Sonntagabend mit 1,5 Stunden Verspätung in Igoumenitsa von der Fähre gefahren, standen noch 500km zwischen uns und unserem Endziel. Also hiess es Kaffee, Red Bull und jede Menge Süssigkeiten zu uns nehmen, damit wir schlussendlich nach 8 Stunden in Koropi (etwas ausserhalb von Athen) unseren Lastwagen hinstellen und voller Müdigkeit ins Bett fallen konnten.
Viel Schlaf gab es jedoch nicht. Auf der Traktandenliste stand: Montagmorgen - Anhänger bei AMG international abladen, danach kurz etwas essen und am Nachmittag weiter nach Lavrio (GR). Dies ist der Wohnort von Ezedin, der von Syrien über die Türkei als Flüchtling in Griechenland gestrandet ist und nun seit mehr als 7 Jahren auf seine Papiere wartet. Eine sehr spannende Person und ich bin dankbar, durfte ich mit ihm auf filmische Art und Weise, seine Story erzählen. Hier das Video dazu:
Am Dienstagmorgen standen noch 3 weitere Abladestellen vor uns.
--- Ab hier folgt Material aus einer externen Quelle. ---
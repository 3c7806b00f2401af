//! Line allocator
//!
//! Maps the fixed set of lines onto sessions and tracks which line has UI
//! focus.

use crate::domain::line::entity::Line;
use crate::domain::session::Session;
use crate::domain::shared::error::DomainError;
use crate::domain::shared::result::Result;
use crate::domain::shared::value_objects::{LineNumber, SessionId};

pub struct LineAllocator {
    lines: Vec<Line>,
    selected: LineNumber,
}

impl LineAllocator {
    pub fn new() -> Self {
        Self {
            lines: LineNumber::all().map(Line::new).collect(),
            selected: LineNumber::default(),
        }
    }

    pub fn lines(&self) -> &[Line] {
        &self.lines
    }

    pub fn line(&self, number: LineNumber) -> &Line {
        &self.lines[number.index()]
    }

    pub fn selected(&self) -> LineNumber {
        self.selected
    }

    pub(crate) fn select(&mut self, number: LineNumber) {
        self.selected = number;
    }

    /// Line currently bound to the session, if any
    pub fn line_of(&self, session: &SessionId) -> Option<LineNumber> {
        self.lines
            .iter()
            .find(|line| line.session_id() == Some(*session))
            .map(Line::number)
    }

    /// `preferred` if it is idle, otherwise the lowest idle line
    pub fn find_free(&self, preferred: Option<LineNumber>) -> Option<LineNumber> {
        if let Some(number) = preferred {
            if self.line(number).is_idle() {
                return Some(number);
            }
        }
        self.lines.iter().find(|line| line.is_idle()).map(Line::number)
    }

    pub fn free_count(&self) -> usize {
        self.lines.iter().filter(|line| line.is_idle()).count()
    }

    /// Bind a session to a line. Rebinding the same session is a refresh.
    pub(crate) fn bind(&mut self, number: LineNumber, session: &Session) -> Result<bool> {
        let line = &mut self.lines[number.index()];
        match line.session_id() {
            Some(occupant) if occupant != session.id() => Err(DomainError::LineOccupied {
                line: number,
                occupant,
            }),
            _ => Ok(line.refresh(session)),
        }
    }

    /// Recompute the projection of a bound line
    pub(crate) fn refresh(&mut self, number: LineNumber, session: &Session) -> bool {
        self.lines[number.index()].refresh(session)
    }

    /// Return a line to idle. Returns false if it already was.
    pub(crate) fn release(&mut self, number: LineNumber) -> bool {
        let line = &mut self.lines[number.index()];
        if line.is_idle() {
            return false;
        }
        line.clear();
        true
    }
}

impl Default for LineAllocator {
    fn default() -> Self {
        Self::new()
    }
}

#[cfg(test)]
mod tests {
    use super::*;
    use crate::domain::session::Direction;
    use crate::domain::shared::value_objects::RemoteParty;

    fn session(number: &str) -> Session {
        Session::new(Direction::Outgoing, RemoteParty::new(number, None))
    }

    #[test]
    fn test_three_idle_lines() {
        let allocator = LineAllocator::new();
        assert_eq!(allocator.lines().len(), 3);
        assert_eq!(allocator.free_count(), 3);
        assert_eq!(allocator.selected(), LineNumber::default());
    }

    #[test]
    fn test_bind_rejects_other_session() {
        let mut allocator = LineAllocator::new();
        let line = LineNumber::new(2).unwrap();
        let first = session("101");
        let second = session("102");

        allocator.bind(line, &first).unwrap();
        assert_eq!(allocator.line_of(&first.id()), Some(line));

        let err = allocator.bind(line, &second).unwrap_err();
        assert_eq!(
            err,
            DomainError::LineOccupied {
                line,
                occupant: first.id()
            }
        );
        assert!(allocator.bind(line, &first).is_ok());
    }

    #[test]
    fn test_find_free_prefers_requested_line() {
        let mut allocator = LineAllocator::new();
        let one = LineNumber::new(1).unwrap();
        let three = LineNumber::new(3).unwrap();

        assert_eq!(allocator.find_free(Some(three)), Some(three));

        allocator.bind(three, &session("101")).unwrap();
        assert_eq!(allocator.find_free(Some(three)), Some(one));

        allocator.bind(one, &session("102")).unwrap();
        allocator.bind(LineNumber::new(2).unwrap(), &session("103")).unwrap();
        assert_eq!(allocator.find_free(None), None);

        assert!(allocator.release(three));
        assert!(!allocator.release(three));
        assert_eq!(allocator.find_free(None), Some(three));
    }
}
//! Connection bounded context - registration, keep-alive and network health

pub mod health;
pub mod state;
pub mod supervisor;

pub use health::{ConnectivityProbe, HealthMonitor, ProbeClass, ProbeCycle, ProbeError};
pub use state::{ConnectionState, HealthSignal, HealthTier, RegistrationState, TransportState};
pub use supervisor::{Directive, ResilienceSupervisor, SupervisorPolicy};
Unter anderem auch 5 Palette für AVC Griechenland, die inmitten von Athen einen kleinen Laden/Lagerraum besitzen. Überglücklich standen 2 Griechinnen vor der Tür, als wir mit unserem LKW in diesen engen Strassen vorfuhren. Nicht mehr zu stoppen, dankten sie uns für unsere Arbeit. Nun hätten sie wieder jede Menge Schuhe, Rucksäcke oder auch Hygieneartikel für Flüchtlinge oder Griechen in Not. Es ist schön zu sehen, dass unser Transport, der für uns kein grosser Aufwand war, Leute in Not direkt unterstützt und hilft.
Am Nachmittag waren nochmals Dreharbeiten auf dem Fussballplatz angesagt. Als dann auch diese fertig waren, klingten wir den Abend mit feinen Gyros aus.
Soo, jetzt noch zu meinem Anfang. Es war klar, dass unsere Fähre am Mittwochnachmittag von Patras (GR) aus nach Ancona (I) ablegte. Frühzeitig trafen wir am Hafen von Patras ein. Nun brauchte es noch ein Ticket, das man am Schalter holen musste. LKW parkiert, liefen wir zu diesem Gebäude, holten unsere Tickets und gingen zurück zu unsrem Lastwagen. Timon meinte noch, dass wir, bevor wir auf die Fähre fahren, noch unter die ganze LKW-Kombination schauen sollten. Ich startete nun den LKW, während Timon noch einen letzten Rundgang um den LKW machte. Ein Knallen eines Holzbrettes auf den Asphalt liess mich hochschrecken und durch den Rückspiegel sah ich, wie ein junger Mann, nicht einmal 18 Jahre alt, unter unserem LKW hervorkletterte. In der Hand dieses besagte Holzbrett, mit dem er sich unter unserem Anhänger eingeklemmt hatte. Es ist bekannt, dass Flüchtlinge öfter mal probieren, sich unter einem LKW zu verstecken, um weg von Griechenland zukommen. Nun probierte es also auch jemand bei uns.
Zum einen bringen wir Hilfsgüter nach Griechenland, um Flüchtenden zu helfen, auf der anderen Seite jagen wir sie davon, wenn sie versuchen, ein besseres Leben zu erreichen. Das hat mich sehr zum Nachdenken gebracht und ich weiss bis heute nicht, wie ich darüber denken soll.
Mit Adrenalin gefüllt befuhren wir die Fähre, die uns zurück nach Ancona (I) brachte. Mit genügend Zeit auf der Fähre, um über das Ganze nachzudenken, strandeten wir am Donnerstagabend im Hafen von Ancona (I). Jetzt nur noch nach Hause.
Da wir jedoch mit einem LKW unterwegs waren, war vor der Schweiz dann wieder fertig. Das Nachtfahrverbot, das in der Schweiz ab 10Uhr gilt, erlaubte uns nicht, über den Zoll in die Schweiz zu fahren. So durften wir noch ein letztes Mal in den Genuss einer heruntergekommenen Raststätte kommen.
Freitagmorgen früh. Die letzte Etappe stand an. Von unserer Raststätte in Como zurück nach Schlieren. Gut angekommen endete da unsere Reise.
Nun ja, rückblickend kann man wohl wirklich sagen, dass diese Woche ganz und gar keine 0815 Arbeitswoche war. Viele neue Leute durfte ich kennenlernen. Sogleich aber auch Gottes Wirken spüren.
Mit vielen Eindrücken und Erinnerungen werde ich wohl dieses Griechenland so schnell nicht mehr vergessen.
Eindrücklicher Bericht über eine spannende Reise.